IEEE 1394 in fact defines two types of hardware implementations for this bus system, cable and backplane. The only one described here and supported by the Linux subsystem is the cable implementation. Most people not familiar with the standard probably don't even know that there is something else than the 1394 cable specification.
If you are familiar with CSR architectures (as defined in --FIXME--), then you already know most of 1394, which is a CSR implementation.
The basic data structures defined in the standard and used in this document are the quadlet (32 bit quantity) and the octlet (64 bit quantity) and blocks (any quantity of bytes). The bus byte ordering is big endian. A transmission can be sent at one of multiple possible speeds, from the slowest 100 Mbit/s over 200 and 400 Mbit/s up to 3.2 Gbit/s in the future (these speeds are also referred to as S100, S200, ...).

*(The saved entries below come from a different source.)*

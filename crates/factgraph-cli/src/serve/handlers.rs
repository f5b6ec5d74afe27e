//! Route handlers: describe, read, write, snapshot, collection edits.

use std::sync::Arc;

use axum::extract::{Query, State};
use axum::http::StatusCode;
use axum::response::IntoResponse;
use axum::Json;
use serde::Deserialize;
use serde_json::json;

use factgraph::{FactGraphError, FactResult, Path, SaveOutcome};

use super::{json_error, AppState};

fn error_response(e: &FactGraphError) -> (StatusCode, Json<serde_json::Value>) {
    let status = match e {
        FactGraphError::UnknownPath { .. } => StatusCode::NOT_FOUND,
        FactGraphError::Parse { .. }
        | FactGraphError::InvalidValue { .. }
        | FactGraphError::TypeMismatch { .. } => StatusCode::BAD_REQUEST,
        _ => StatusCode::UNPROCESSABLE_ENTITY,
    };
    json_error(status, &e.to_string())
}

fn result_json(r: &FactResult<factgraph::Value>) -> serde_json::Value {
    match r {
        FactResult::Complete(v) => json!({ "value": v.to_plain_json(), "complete": true }),
        FactResult::Placeholder(v) => json!({ "value": v.to_plain_json(), "complete": false }),
        FactResult::Incomplete => json!({ "complete": false }),
    }
}

fn outcome_json(outcome: &SaveOutcome) -> serde_json::Value {
    let violations: Vec<serde_json::Value> = outcome
        .violations
        .iter()
        .map(|v| {
            json!({
                "path": v.path,
                "limit": v.limit,
                "severity": v.severity.to_string(),
                "actual": v.actual,
                "bound": v.bound,
                "message": v.message,
            })
        })
        .collect();
    json!({ "success": outcome.ok, "violations": violations })
}

#[derive(Deserialize)]
pub(crate) struct PathQuery {
    path: String,
}

#[derive(Deserialize)]
pub(crate) struct PathBody {
    path: String,
}

#[derive(Deserialize)]
pub(crate) struct SetBody {
    path: String,
    value: serde_json::Value,
}

#[derive(Deserialize)]
pub(crate) struct SetBatchBody {
    sets: Vec<SetBody>,
}

#[derive(Deserialize)]
pub(crate) struct MemberBody {
    path: String,
    id: String,
}

pub(crate) async fn handle_not_found() -> impl IntoResponse {
    json_error(StatusCode::NOT_FOUND, "not found")
}

/// GET /health
pub(crate) async fn handle_health() -> impl IntoResponse {
    (
        StatusCode::OK,
        Json(json!({ "status": "ok", "version": env!("CARGO_PKG_VERSION") })),
    )
}

/// GET /paths -- abstract paths declared in the dictionary.
pub(crate) async fn handle_paths(State(state): State<Arc<AppState>>) -> impl IntoResponse {
    let paths: Vec<String> = state
        .dictionary
        .definitions()
        .map(|d| d.path.to_string())
        .collect();
    (StatusCode::OK, Json(json!({ "paths": paths })))
}

/// GET /fact?path=/x -- type tag and writability.
pub(crate) async fn handle_describe(
    State(state): State<Arc<AppState>>,
    Query(q): Query<PathQuery>,
) -> impl IntoResponse {
    let parsed = match Path::parse(&q.path) {
        Ok(p) => p,
        Err(e) => return error_response(&e).into_response(),
    };
    let Some(def) = state.dictionary.get(&parsed.to_abstract()) else {
        return json_error(StatusCode::NOT_FOUND, &format!("unknown path: {}", q.path))
            .into_response();
    };
    let body = match def.writable() {
        Some(w) => json!({
            "path": def.path.to_string(),
            "writable": true,
            "type": w.kind.tag(),
            "options": w.options_path.as_ref().map(|p| p.to_string()),
            "name": def.meta.name,
            "description": def.meta.description,
        }),
        None => json!({
            "path": def.path.to_string(),
            "writable": false,
            "name": def.meta.name,
            "description": def.meta.description,
        }),
    };
    (StatusCode::OK, Json(body)).into_response()
}

/// GET /deps?path=/x -- forward dependencies.
pub(crate) async fn handle_deps(
    State(state): State<Arc<AppState>>,
    Query(q): Query<PathQuery>,
) -> impl IntoResponse {
    dep_listing(&state, &q.path, true)
}

/// GET /rdeps?path=/x -- reverse dependencies.
pub(crate) async fn handle_rdeps(
    State(state): State<Arc<AppState>>,
    Query(q): Query<PathQuery>,
) -> impl IntoResponse {
    dep_listing(&state, &q.path, false)
}

fn dep_listing(state: &AppState, raw: &str, forward: bool) -> axum::response::Response {
    let parsed = match Path::parse(raw) {
        Ok(p) => p,
        Err(e) => return error_response(&e).into_response(),
    };
    let deps = if forward {
        state.dictionary.forward_deps(&parsed.to_abstract())
    } else {
        state.dictionary.reverse_deps(&parsed.to_abstract())
    };
    match deps {
        Ok(paths) => {
            let rendered: Vec<String> = paths.iter().map(|p| p.to_string()).collect();
            (StatusCode::OK, Json(json!({ "paths": rendered }))).into_response()
        }
        Err(e) => error_response(&e).into_response(),
    }
}

/// POST /get -- evaluate one fact.
pub(crate) async fn handle_get(
    State(state): State<Arc<AppState>>,
    Json(body): Json<PathBody>,
) -> impl IntoResponse {
    let graph = state.graph.lock().await;
    match graph.get(&body.path) {
        Ok(result) => (StatusCode::OK, Json(result_json(&result))).into_response(),
        Err(e) => error_response(&e).into_response(),
    }
}

/// POST /set -- coerce a plain JSON value against the declared type, store
/// it, and report this fact's violations.
pub(crate) async fn handle_set(
    State(state): State<Arc<AppState>>,
    Json(body): Json<SetBody>,
) -> impl IntoResponse {
    let mut graph = state.graph.lock().await;
    match set_one(&state, &mut graph, &body) {
        Ok(outcome) => (StatusCode::OK, Json(outcome_json(&outcome))).into_response(),
        Err(e) => error_response(&e).into_response(),
    }
}

fn set_one(
    state: &AppState,
    graph: &mut factgraph::Graph,
    body: &SetBody,
) -> Result<SaveOutcome, FactGraphError> {
    let parsed = Path::parse(&body.path)?;
    let value = state.dictionary.coerce_plain(&parsed, &body.value)?;
    graph.set(&body.path, value)
}

/// POST /set-batch -- independent per-item results; one bad item does not
/// abort the rest.
pub(crate) async fn handle_set_batch(
    State(state): State<Arc<AppState>>,
    Json(body): Json<SetBatchBody>,
) -> impl IntoResponse {
    let mut graph = state.graph.lock().await;
    let results: Vec<serde_json::Value> = body
        .sets
        .iter()
        .map(|item| match set_one(&state, &mut graph, item) {
            Ok(outcome) => {
                let mut v = outcome_json(&outcome);
                v["path"] = json!(item.path);
                v
            }
            Err(e) => json!({ "path": item.path, "success": false, "error": e.to_string() }),
        })
        .collect();
    (StatusCode::OK, Json(json!({ "results": results })))
}

/// POST /save -- aggregate limit evaluation across all writables.
pub(crate) async fn handle_save(State(state): State<Arc<AppState>>) -> impl IntoResponse {
    let mut graph = state.graph.lock().await;
    match graph.save() {
        Ok(outcome) => (StatusCode::OK, Json(outcome_json(&outcome))).into_response(),
        Err(e) => error_response(&e).into_response(),
    }
}

/// POST /explain -- derivation trace.
pub(crate) async fn handle_explain(
    State(state): State<Arc<AppState>>,
    Json(body): Json<PathBody>,
) -> impl IntoResponse {
    let graph = state.graph.lock().await;
    match graph.explain(&body.path) {
        Ok(trace) => (StatusCode::OK, Json(json!({ "trace": trace }))).into_response(),
        Err(e) => error_response(&e).into_response(),
    }
}

/// GET /snapshot -- persisted store state.
pub(crate) async fn handle_snapshot(State(state): State<Arc<AppState>>) -> impl IntoResponse {
    let graph = state.graph.lock().await;
    (StatusCode::OK, Json(graph.store().to_json_value()))
}

/// POST /load -- replace graph state with a persisted blob, replaying
/// pending migrations.
pub(crate) async fn handle_load(
    State(state): State<Arc<AppState>>,
    Json(body): Json<serde_json::Value>,
) -> impl IntoResponse {
    let raw = body.to_string();
    match factgraph::Graph::load(state.dictionary.clone(), &state.registry, &raw) {
        Ok(loaded) => {
            let mut graph = state.graph.lock().await;
            *graph = loaded;
            (StatusCode::OK, Json(json!({ "success": true }))).into_response()
        }
        Err(e) => error_response(&e).into_response(),
    }
}

/// POST /diff -- compare a persisted blob against the live store. Reports
/// paths added since the snapshot, removed since it, and changed in place.
pub(crate) async fn handle_diff(
    State(state): State<Arc<AppState>>,
    Json(body): Json<serde_json::Value>,
) -> impl IntoResponse {
    let Some(snapshot) = body.get("facts").and_then(|f| f.as_object()).cloned() else {
        return json_error(StatusCode::BAD_REQUEST, "blob missing 'facts' object")
            .into_response();
    };
    let graph = state.graph.lock().await;
    let live = graph.store().to_json_value();
    let live = live
        .get("facts")
        .and_then(|f| f.as_object())
        .cloned()
        .unwrap_or_default();

    let mut added: Vec<&String> = live.keys().filter(|k| !snapshot.contains_key(*k)).collect();
    let mut removed: Vec<&String> = snapshot.keys().filter(|k| !live.contains_key(*k)).collect();
    let mut changed: Vec<&String> = live
        .iter()
        .filter(|(k, v)| snapshot.get(*k).is_some_and(|old| old != *v))
        .map(|(k, _)| k)
        .collect();
    added.sort();
    removed.sort();
    changed.sort();
    (
        StatusCode::OK,
        Json(json!({ "added": added, "removed": removed, "changed": changed })),
    )
        .into_response()
}

/// POST /collection/add
pub(crate) async fn handle_collection_add(
    State(state): State<Arc<AppState>>,
    Json(body): Json<MemberBody>,
) -> impl IntoResponse {
    let mut graph = state.graph.lock().await;
    match graph.add_member(&body.path, &body.id) {
        Ok(()) => (StatusCode::OK, Json(json!({ "success": true }))).into_response(),
        Err(e) => error_response(&e).into_response(),
    }
}

/// POST /collection/remove
pub(crate) async fn handle_collection_remove(
    State(state): State<Arc<AppState>>,
    Json(body): Json<MemberBody>,
) -> impl IntoResponse {
    let mut graph = state.graph.lock().await;
    match graph.remove_member(&body.path, &body.id) {
        Ok(()) => (StatusCode::OK, Json(json!({ "success": true }))).into_response(),
        Err(e) => error_response(&e).into_response(),
    }
}

/// POST /reset -- clear the store, keep the dictionary.
pub(crate) async fn handle_reset(State(state): State<Arc<AppState>>) -> impl IntoResponse {
    let mut graph = state.graph.lock().await;
    graph.reset();
    (StatusCode::OK, Json(json!({ "success": true })))
}
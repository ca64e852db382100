//! Playback sessions: the live binding between the controller and one loaded
//! engine source.
//!
//! Exactly one session is live at a time. Starting a new one always releases
//! the previous engine handle first, and every engine event is checked against
//! the live session's handle so that callbacks from a torn-down source are
//! provably ignored.

use bridge_traits::audio::EngineHandle;
use std::fmt;

/// Monotonic generation counter identifying one session.
///
/// Generations only ever increase; a stale callback can name a dead session in
/// logs even after the controller has moved on several tracks.
#[derive(Debug, Clone, Copy, PartialEq, Eq, PartialOrd, Ord, Hash)]
pub struct SessionId(u64);

impl SessionId {
    pub(crate) fn new(generation: u64) -> Self {
        Self(generation)
    }

    /// The raw generation number.
    pub fn generation(&self) -> u64 {
        self.0
    }
}

impl fmt::Display for SessionId {
    fn fmt(&self, f: &mut fmt::Formatter<'_>) -> fmt::Result {
        write!(f, "session-{}", self.0)
    }
}

/// The live binding to one loaded engine source.
#[derive(Debug)]
pub struct PlaybackSession {
    /// Generation of this session.
    pub id: SessionId,
    /// Engine handle all commands and events for this session reference.
    pub handle: EngineHandle,
    /// A playback failure armed a replay that waits for the unlock signal.
    awaiting_unlock: bool,
    /// The single bounded replay has been spent; further playback failures
    /// are reported without retrying.
    unlock_retry_used: bool,
}

impl PlaybackSession {
    pub(crate) fn new(id: SessionId, handle: EngineHandle) -> Self {
        Self {
            id,
            handle,
            awaiting_unlock: false,
            unlock_retry_used: false,
        }
    }

    /// Arm the one deferred replay after a playback failure.
    ///
    /// Returns `false` when the replay has already been spent for this
    /// session: the caller reports the failure and stops retrying.
    pub(crate) fn arm_unlock_replay(&mut self) -> bool {
        if self.unlock_retry_used {
            return false;
        }
        self.unlock_retry_used = true;
        self.awaiting_unlock = true;
        true
    }

    /// Consume the armed replay on an unlock signal.
    ///
    /// Returns `true` exactly once per armed failure.
    pub(crate) fn take_unlock_replay(&mut self) -> bool {
        std::mem::take(&mut self.awaiting_unlock)
    }
}

#[cfg(test)]
mod tests {
    use super::*;

    #[test]
    fn unlock_replay_is_single_shot() {
        let mut session = PlaybackSession::new(SessionId::new(1), EngineHandle::new(10));

        // First failure arms the replay.
        assert!(session.arm_unlock_replay());
        assert!(session.take_unlock_replay());
        // Consuming it twice yields nothing.
        assert!(!session.take_unlock_replay());

        // A second failure on the same session does not re-arm.
        assert!(!session.arm_unlock_replay());
        assert!(!session.take_unlock_replay());
    }

    #[test]
    fn unlock_without_failure_is_ignored() {
        let mut session = PlaybackSession::new(SessionId::new(2), EngineHandle::new(11));
        assert!(!session.take_unlock_replay());
    }

    #[test]
    fn session_id_display() {
        assert_eq!(SessionId::new(3).to_string(), "session-3");
        assert!(SessionId::new(1) < SessionId::new(2));
    }
}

A 1394 bus consists of up to 64 nodes (with multiple buses possibly being connected, but that is outside of the scope of this document and not completely standardized yet), each having a local address space with 48 bit wide addressing. Each node is addressed with a 16 bit address, which is further divided into a 10 bit bus ID and a 6 bit local node ID. The highest value for both is a special value. Bus ID equal to 1023 means "local bus" (the bus the node is connected to), node ID equal to 63 means "all nodes" (broadcast).
The whole bus can thus be seen as a linear 64 bit address space by concatenating the node address (most significant bits) and and node address (least significant bits). libraw1394 treats them separately in function arguments to save the application some fiddling with the bits. The node IDs are completely dynamic and determined during the bus reset.
Unlike other buses there aren't many transactions or commands defined, higher level commands are defined in terms of addresses accessed instead of separate transaction types (comparable to memory mapped registers in hardware). The 1394 transactions are:
read (quadlets and blocks)
write (quadlets and blocks)
lock (some atomic modifications)
The bus view is only logical, physically it consists of many point-to-point connections between nodes with every node forwarding data it receives to every other port which is capable of the speed the transaction is sent at (thus a S200 node in the path between two S400 nodes would limit their communication speed to S200). It forms a tree structure with all but one node having a parent and a number of children. One node is the root node and has no parents.